▶ REQUIREMENT
In the listing below, look for "candidates" and copy every line that has it.

######

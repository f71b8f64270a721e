//! Gemini `generateContent` backend.

use std::time::Duration;

use anyhow::{Context, Result, anyhow};
use async_trait::async_trait;
use reqwest::Client;
use serde::{Deserialize, Serialize};

use super::Summarizer;

#[derive(Serialize)]
struct GenerateRequest<'a> {
    contents: [RequestContent<'a>; 1],
}

#[derive(Serialize)]
struct RequestContent<'a> {
    parts: [RequestPart<'a>; 1],
}

#[derive(Serialize)]
struct RequestPart<'a> {
    text: &'a str,
}

#[derive(Deserialize)]
struct GenerateResponse {
    #[serde(default)]
    candidates: Vec<Candidate>,
}

#[derive(Deserialize)]
struct Candidate {
    content: Option<CandidateContent>,
}

#[derive(Deserialize)]
struct CandidateContent {
    #[serde(default)]
    parts: Vec<ResponsePart>,
}

#[derive(Deserialize)]
struct ResponsePart {
    text: Option<String>,
}

pub struct GeminiSummarizer {
    client: Client,
    endpoint: String,
    api_key: String,
}

impl GeminiSummarizer {
    /// `base_url` is the API origin, e.g. `https://generativelanguage.googleapis.com`.
    pub fn new(api_key: impl Into<String>, model: &str, base_url: &str) -> Result<Self> {
        let client = Client::builder()
            .connect_timeout(Duration::from_secs(10))
            .build()
            .context("Failed to build HTTP client")?;
        Ok(Self {
            client,
            endpoint: format!(
                "{}/v1beta/models/{model}:generateContent",
                base_url.trim_end_matches('/')
            ),
            api_key: api_key.into(),
        })
    }
}

#[async_trait]
impl Summarizer for GeminiSummarizer {
    async fn summarize(&self, prompt: &str) -> Result<String> {
        let body = GenerateRequest {
            contents: [RequestContent {
                parts: [RequestPart { text: prompt }],
            }],
        };

        // Key goes in a header so it never shows up in URL-bearing error messages.
        let response = self
            .client
            .post(&self.endpoint)
            .header("x-goog-api-key", &self.api_key)
            .json(&body)
            .send()
            .await
            .context("Summarization request failed")?;

        if !response.status().is_success() {
            return Err(anyhow!(
                "Summarization request failed with status: {}",
                response.status()
            ));
        }

        let parsed: GenerateResponse = response
            .json()
            .await
            .context("Failed to decode summarization response")?;

        let text = parsed
            .candidates
            .into_iter()
            .next()
            .and_then(|candidate| candidate.content)
            .map(|content| {
                content
                    .parts
                    .into_iter()
                    .filter_map(|part| part.text)
                    .collect::<Vec<_>>()
                    .join("")
            })
            .unwrap_or_default();

        let text = text.trim();
        if text.is_empty() {
            return Err(anyhow!("Summarization response contained no text"));
        }
        Ok(text.to_string())
    }
}
pub mod browser;
pub mod change_detector;
pub mod config;
pub mod crawl_engine;
pub mod engine;
pub mod monitor;
pub mod notifier;
pub mod session;
pub mod store;
pub mod summarizer;
pub mod utils;

pub use browser::{
    BrowserHandle, BrowsingContext, ChromiumContextFactory, ContextFactory, launch_browser,
};
pub use change_detector::{ChangeDetector, DiffResult};
pub use config::{EngineConfig, Settings};
pub use crawl_engine::{AggregatedDocument, CrawlError, PageCrawler};
pub use engine::{EngineError, MonitorOutcome, RunReport, WatchEngine, run_periodically};
pub use monitor::{CookiePayload, Monitor, NewMonitor, SessionCookie};
pub use notifier::{NotificationPayload, Notifier, WebhookNotifier};
pub use session::{SessionManager, SessionOutcome};
pub use store::{MonitorStore, MonitorUpdate, SqliteMonitorStore, StoreError};
pub use summarizer::{GeminiSummarizer, SummarizationGateway, Summarizer, SummaryRequest};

######

▶ OUTPUT FOR THIS TASK
    candidates: Vec<Candidate>,
            .candidates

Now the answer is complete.